**WORK INSTRUCTION**
Which of the lines in the data mention the string "Self"? List them all.

Items listed in a dataset:
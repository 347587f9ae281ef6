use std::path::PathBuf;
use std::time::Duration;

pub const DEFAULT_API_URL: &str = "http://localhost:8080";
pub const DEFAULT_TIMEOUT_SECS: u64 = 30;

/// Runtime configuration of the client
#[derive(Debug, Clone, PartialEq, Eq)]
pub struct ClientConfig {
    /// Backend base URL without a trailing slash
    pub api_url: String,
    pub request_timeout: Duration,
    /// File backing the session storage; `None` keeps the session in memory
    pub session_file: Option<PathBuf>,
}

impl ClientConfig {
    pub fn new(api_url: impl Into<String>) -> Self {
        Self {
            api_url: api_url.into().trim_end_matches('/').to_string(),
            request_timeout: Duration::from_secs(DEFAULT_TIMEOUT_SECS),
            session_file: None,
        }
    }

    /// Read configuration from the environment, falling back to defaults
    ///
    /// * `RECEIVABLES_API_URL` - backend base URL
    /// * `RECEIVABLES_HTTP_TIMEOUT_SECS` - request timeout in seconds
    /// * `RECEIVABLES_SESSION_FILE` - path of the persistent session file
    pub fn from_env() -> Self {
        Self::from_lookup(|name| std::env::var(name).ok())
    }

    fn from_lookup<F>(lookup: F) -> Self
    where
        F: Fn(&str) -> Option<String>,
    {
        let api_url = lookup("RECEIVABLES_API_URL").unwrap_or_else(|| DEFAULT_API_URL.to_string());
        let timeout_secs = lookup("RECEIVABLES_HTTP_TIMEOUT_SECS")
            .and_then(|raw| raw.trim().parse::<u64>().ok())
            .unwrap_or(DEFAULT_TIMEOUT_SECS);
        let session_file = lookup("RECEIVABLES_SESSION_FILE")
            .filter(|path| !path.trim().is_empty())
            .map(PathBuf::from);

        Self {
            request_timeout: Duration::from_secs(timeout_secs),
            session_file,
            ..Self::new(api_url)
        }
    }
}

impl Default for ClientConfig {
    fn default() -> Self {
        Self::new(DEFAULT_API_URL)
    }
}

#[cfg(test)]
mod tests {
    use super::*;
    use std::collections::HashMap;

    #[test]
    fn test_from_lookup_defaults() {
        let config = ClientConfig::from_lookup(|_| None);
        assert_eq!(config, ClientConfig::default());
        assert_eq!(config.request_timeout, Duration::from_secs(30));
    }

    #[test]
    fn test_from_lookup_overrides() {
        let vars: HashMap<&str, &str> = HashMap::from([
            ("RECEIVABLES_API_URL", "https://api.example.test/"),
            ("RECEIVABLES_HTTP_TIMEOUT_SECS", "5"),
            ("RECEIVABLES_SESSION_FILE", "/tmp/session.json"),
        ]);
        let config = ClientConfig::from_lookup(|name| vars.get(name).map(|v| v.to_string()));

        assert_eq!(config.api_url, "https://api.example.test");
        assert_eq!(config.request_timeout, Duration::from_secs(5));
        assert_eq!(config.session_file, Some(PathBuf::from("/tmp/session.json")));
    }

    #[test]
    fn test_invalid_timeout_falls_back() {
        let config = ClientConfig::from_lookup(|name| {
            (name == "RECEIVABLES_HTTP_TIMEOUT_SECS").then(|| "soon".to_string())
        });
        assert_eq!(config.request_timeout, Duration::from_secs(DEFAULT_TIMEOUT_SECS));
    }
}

**RESPONSE BOX**
    pub fn new(api_url: impl Into<String>) -> Self {
        Self {
    pub fn from_env() -> Self {
        Self::from_lookup(|name| std::env::var(name).ok())
    fn from_lookup<F>(lookup: F) -> Self
        Self {
            ..Self::new(api_url)
    fn default() -> Self {
        Self::new(DEFAULT_API_URL)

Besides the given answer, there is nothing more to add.